Download data¶
Firstly, you should export your clickstream data as csv or other table format (or you can download data directly from BigQuery).
Data should have at least three columns: user_id,
event_timestamp and event_name.
Prepare data for analysis¶
First of all, load the data in python using pandas:
import pandas as pd
data = pd.read_csv('path_to_your_data.csv')
You also could read data from other sources such as .xlsx
(pd.read_excel), sql (pd.read_sql) and etc. Please, check
the pandas
documentation
for other options
Columns renaming and formatting¶
Analysis submodule needs proper names of columns:
- Column with user ID should be named as
user_pseudo_id - Name of event should be named as
event_name - Timestamp of event should be named as
event_timestamp. Also, it is needed to convert it to the integer type (seconds from1970-01-01).
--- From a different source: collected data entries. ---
//! Descriptor document
//!
//! Provides [`Descriptor`], the ordered string-keyed mapping that a data
//! package serializes to and from. Field managers (sources, resources, …)
//! read and write individual keys; the document itself is owned by the
//! caller.

use indexmap::IndexMap;
use serde::{Deserialize, Serialize};
use serde_json::Value;

/// Ordered data-package descriptor document
///
/// A thin wrapper over an insertion-ordered `String → Value` mapping.
/// Key order is part of the data model and survives serde round trips.
///
/// # Invariants
/// - Keys are unique (mapping semantics)
/// - Iteration yields keys in insertion order
#[derive(Debug, Clone, Default, PartialEq, Serialize, Deserialize)]
#[serde(transparent)]
pub struct Descriptor {
    fields: IndexMap<String, Value>,
}

impl Descriptor {
    /// Create an empty descriptor
    #[inline]
    #[must_use]
    pub fn new() -> Self {
        Self {
            fields: IndexMap::new(),
        }
    }

    /// Parse a descriptor from a JSON object string
    ///
    /// # Errors
    /// Returns error if the input is not valid JSON or not an object
    pub fn from_json(json: &str) -> Result<Self, serde_json::Error> {
        serde_json::from_str(json)
    }

    /// Serialize the descriptor to a JSON string
    ///
    /// # Errors
    /// Returns error if a value cannot be serialized
    pub fn to_json(&self) -> Result<String, serde_json::Error> {
        serde_json::to_string(self)
    }

    /// Get the value stored under `key`
    #[inline]
    #[must_use]
    pub fn get(&self, key: &str) -> Option<&Value> {
        self.fields.get(key)
    }

    /// Store `value` under `key`, replacing any previous value
    #[inline]
    pub fn set(&mut self, key: impl Into<String>, value: Value) {
        self.fields.insert(key.into(), value);
    }

    /// Remove `key`, preserving the order of the remaining entries
    #[inline]
    pub fn remove(&mut self, key: &str) -> Option<Value> {
        self.fields.shift_remove(key)
    }

    /// Check whether `key` is present
    #[inline]
    #[must_use]
    pub fn contains(&self, key: &str) -> bool {
        self.fields.contains_key(key)
    }

    /// Number of top-level keys
    #[inline]
    #[must_use]
    pub fn len(&self) -> usize {
        self.fields.len()
    }

    /// Check whether the descriptor has no keys
    #[inline]
    #[must_use]
    pub fn is_empty(&self) -> bool {
        self.fields.is_empty()
    }

    /// Iterate over entries in insertion order
    pub fn iter(&self) -> impl Iterator<Item = (&String, &Value)> {
        self.fields.iter()
    }
}

impl From<IndexMap<String, Value>> for Descriptor {
    fn from(fields: IndexMap<String, Value>) -> Self {
        Self { fields }
    }
}
use indexmap::IndexMap;
use pretty_assertions::assert_eq;
use proptest::prelude::*;
use serde_json::{json, Value};

use datapkg_descriptor::Descriptor;
use datapkg_sources::{
    add_source, get_sources, remove_source, set_sources, RemoveError, SourceError, SourceRecord,
};

fn record(fields: &[(&str, Value)]) -> SourceRecord {
    let map: IndexMap<String, Value> = fields
        .iter()
        .map(|(k, v)| ((*k).to_string(), v.clone()))
        .collect();
    SourceRecord::from_map(map)
}

#[test]
fn add_then_get_yields_exactly_the_name() {
    let mut descriptor = Descriptor::new();
    add_source(&mut descriptor, "World Bank", None, None).unwrap();

    let sources = get_sources(&descriptor);
    assert_eq!(sources.len(), 1);
    assert_eq!(sources[0].name(), Some("World Bank"));
    assert_eq!(
        descriptor.get("sources"),
        Some(&json!([{"name": "World Bank"}]))
    );
}

#[test]
fn add_carries_web_and_email_only_when_given() {
    let mut descriptor = Descriptor::new();
    add_source(
        &mut descriptor,
        "World Bank",
        Some("https://data.worldbank.org"),
        Some("data@worldbank.org"),
    )
    .unwrap();
    add_source(&mut descriptor, "Eurostat", Some(""), None).unwrap();

    assert_eq!(
        descriptor.get("sources"),
        Some(&json!([
            {"name": "World Bank",
             "web": "https://data.worldbank.org",
             "email": "data@worldbank.org"},
            {"name": "Eurostat"},
        ]))
    );
}

#[test]
fn set_sources_is_idempotent_on_a_valid_list() {
    let mut descriptor = Descriptor::new();
    let records = vec![
        record(&[("name", json!("A")), ("web", json!("http://a.example.com"))]),
        record(&[("name", json!("B"))]),
    ];

    set_sources(&mut descriptor, &records).unwrap();
    let first = descriptor.get("sources").cloned();

    let round_trip = get_sources(&descriptor);
    set_sources(&mut descriptor, &round_trip).unwrap();
    assert_eq!(descriptor.get("sources").cloned(), first);
}

#[test]
fn malformed_web_is_rejected_and_state_kept() {
    let mut descriptor = Descriptor::new();
    add_source(&mut descriptor, "Acme", Some("http://acme.example.com"), None).unwrap();
    let before = descriptor.clone();

    let bad = record(&[("name", json!("Bad")), ("web", json!("not a url"))]);
    let err = set_sources(&mut descriptor, &[bad]).unwrap_err();
    assert_eq!(err, SourceError::InvalidUrl("not a url".to_string()));
    assert_eq!(err.to_string(), "not a url: not a url");
    assert_eq!(descriptor, before);
}

#[test]
fn malformed_email_is_rejected_and_state_kept() {
    let mut descriptor = Descriptor::new();
    let bad = record(&[("name", json!("Bad")), ("email", json!("plainstring"))]);

    let err = set_sources(&mut descriptor, &[bad]).unwrap_err();
    assert_eq!(err, SourceError::InvalidEmail("plainstring".to_string()));
    assert_eq!(err.to_string(), "not an email address: plainstring");
    assert!(!descriptor.contains("sources"));
}

#[test]
fn duplicate_names_are_rejected_keeping_prior_state() {
    let mut descriptor = Descriptor::new();
    add_source(&mut descriptor, "Acme", None, None).unwrap();

    let err = add_source(&mut descriptor, "Acme", None, None).unwrap_err();
    assert_eq!(err, SourceError::DuplicateNames);
    assert_eq!(err.to_string(), "source names are not unique");

    let sources = get_sources(&descriptor);
    assert_eq!(sources.len(), 1);
    assert_eq!(sources[0].name(), Some("Acme"));
}

#[test]
fn duplicate_check_runs_after_per_record_validation() {
    // A malformed record surfaces its own error even when a duplicate
    // name is also present.
    let mut descriptor = Descriptor::new();
    let records = vec![
        record(&[("name", json!("Acme"))]),
        record(&[("name", json!("Acme")), ("web", json!("nope"))]),
    ];
    let err = set_sources(&mut descriptor, &records).unwrap_err();
    assert_eq!(err, SourceError::InvalidUrl("nope".to_string()));
}

#[test]
fn remove_of_absent_name_is_a_lookup_miss() {
    let mut descriptor = Descriptor::new();
    add_source(&mut descriptor, "Acme", None, None).unwrap();
    let before = descriptor.clone();

    let err = remove_source(&mut descriptor, "Ghost").unwrap_err();
    assert_eq!(err, RemoveError::NotFound("Ghost".to_string()));
    assert_eq!(err.to_string(), "source with name 'Ghost' does not exist");
    assert_eq!(descriptor, before);
}

#[test]
fn remove_drops_exactly_the_named_record() {
    let mut descriptor = Descriptor::new();
    set_sources(
        &mut descriptor,
        &[SourceRecord::new("A"), SourceRecord::new("B")],
    )
    .unwrap();

    remove_source(&mut descriptor, "A").unwrap();
    assert_eq!(descriptor.get("sources"), Some(&json!([{"name": "B"}])));
}

#[test]
fn remove_compares_names_exactly() {
    let mut descriptor = Descriptor::new();
    add_source(&mut descriptor, "Acme", None, None).unwrap();

    // No case folding or trimming.
    assert!(remove_source(&mut descriptor, "acme").is_err());
    assert!(remove_source(&mut descriptor, " Acme").is_err());
    remove_source(&mut descriptor, "Acme").unwrap();
}

#[test]
fn extra_key_is_rejected_naming_the_offender() {
    let mut descriptor = Descriptor::new();
    let bad = record(&[("name", json!("A")), ("phone", json!("555"))]);

    let err = set_sources(&mut descriptor, &[bad]).unwrap_err();
    assert_eq!(
        err,
        SourceError::UnexpectedKeys {
            keys: vec!["phone".to_string()]
        }
    );
    assert!(err.to_string().contains("phone"));
    assert!(!descriptor.contains("sources"));
}

#[test]
fn record_without_name_is_rejected() {
    let mut descriptor = Descriptor::new();
    let bad = record(&[("web", json!("http://a.example.com"))]);

    let err = set_sources(&mut descriptor, &[bad]).unwrap_err();
    assert_eq!(err, SourceError::MissingName);
    assert_eq!(err.to_string(), "source is missing a name");
}

#[test]
fn replacement_preserves_input_order() {
    let mut descriptor = Descriptor::new();
    let records: Vec<SourceRecord> = ["C", "A", "B"].into_iter().map(SourceRecord::new).collect();
    set_sources(&mut descriptor, &records).unwrap();

    let names: Vec<String> = get_sources(&descriptor)
        .iter()
        .filter_map(|s| s.name().map(ToOwned::to_owned))
        .collect();
    assert_eq!(names, ["C", "A", "B"]);
}

#[test]
fn out_of_band_collection_is_returned_unvalidated() {
    let mut descriptor = Descriptor::new();
    descriptor.set("sources", json!([{"name": "Acme", "phone": "555"}]));

    // get does not validate...
    let sources = get_sources(&descriptor);
    assert_eq!(sources.len(), 1);

    // ...but the gate does once the collection flows back through it.
    let err = remove_source(&mut descriptor, "Ghost").unwrap_err();
    assert_eq!(err, RemoveError::NotFound("Ghost".to_string()));
}

fn valid_name() -> impl Strategy<Value = String> {
    "[A-Za-z][A-Za-z0-9 ]{0,15}[A-Za-z0-9]"
}

proptest! {
    #[test]
    fn prop_add_then_remove_restores_the_collection(
        names in proptest::collection::hash_set(valid_name(), 2..6)
    ) {
        let mut names: Vec<String> = names.into_iter().collect();
        let extra = names.pop().unwrap();

        let mut descriptor = Descriptor::new();
        for name in &names {
            add_source(&mut descriptor, name, None, None).unwrap();
        }
        let before = descriptor.get("sources").cloned();

        add_source(&mut descriptor, &extra, None, None).unwrap();
        remove_source(&mut descriptor, &extra).unwrap();
        prop_assert_eq!(descriptor.get("sources").cloned(), before);
    }

    #[test]
    fn prop_duplicate_add_always_fails(name in valid_name()) {
        let mut descriptor = Descriptor::new();
        add_source(&mut descriptor, &name, None, None).unwrap();

        let err = add_source(&mut descriptor, &name, None, None).unwrap_err();
        prop_assert_eq!(err, SourceError::DuplicateNames);
        prop_assert_eq!(get_sources(&descriptor).len(), 1);
    }

    #[test]
    fn prop_set_sources_is_idempotent(
        names in proptest::collection::hash_set(valid_name(), 0..6)
    ) {
        let records: Vec<SourceRecord> =
            names.iter().map(|name| SourceRecord::new(name.as_str())).collect();

        let mut descriptor = Descriptor::new();
        set_sources(&mut descriptor, &records).unwrap();
        let first = descriptor.get("sources").cloned();

        let current = get_sources(&descriptor);
        set_sources(&mut descriptor, &current).unwrap();
        prop_assert_eq!(descriptor.get("sources").cloned(), first);
    }
}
Rename your columns with pandas:
data = data.rename({
'your_user_id_column_name': 'user_pseudo_id',
'your_event_name_column_name': 'event_name',
'your_event_timestamp_name': 'event_timestamp'
}, axis=1)
Check the type of your timestamp column:
print("""
Event timestamp type: {}
Event timestamp example: {}
""".format(
data.event_timestamp.dtype,
data.event_timestamp.iloc[0]
))
Out:
We see that here column with the timestamp is a python object (string).
You can use the following functions to convert it into seconds:
# converts string to datetime
data.event_timestamp = pd.to_datetime(data.event_timestamp)
# converts datetime to integer
data.event_timestamp = data.event_timestamp.astype(int) / 1e6
Add target events¶
Most of our tools aim to estimate how different trajectories leads to
different target events. So you should add such events as
lost and passed.
For example, there is a list of events that correspond to the passed onboarding:
from retentioneering import preparing
event_filter = ['newFlight', 'feed', 'tabbar', 'myFlights']
data = preparing.add_passed_event(data, positive_event_name='passed', filter=event_filter)
And all users who were not passed over some time have lost event:
data = preparing.add_lost_event(data, existed_event='pass', time_thresh=5)
Export data¶
data.to_csv('prepared_data.csv', index=False)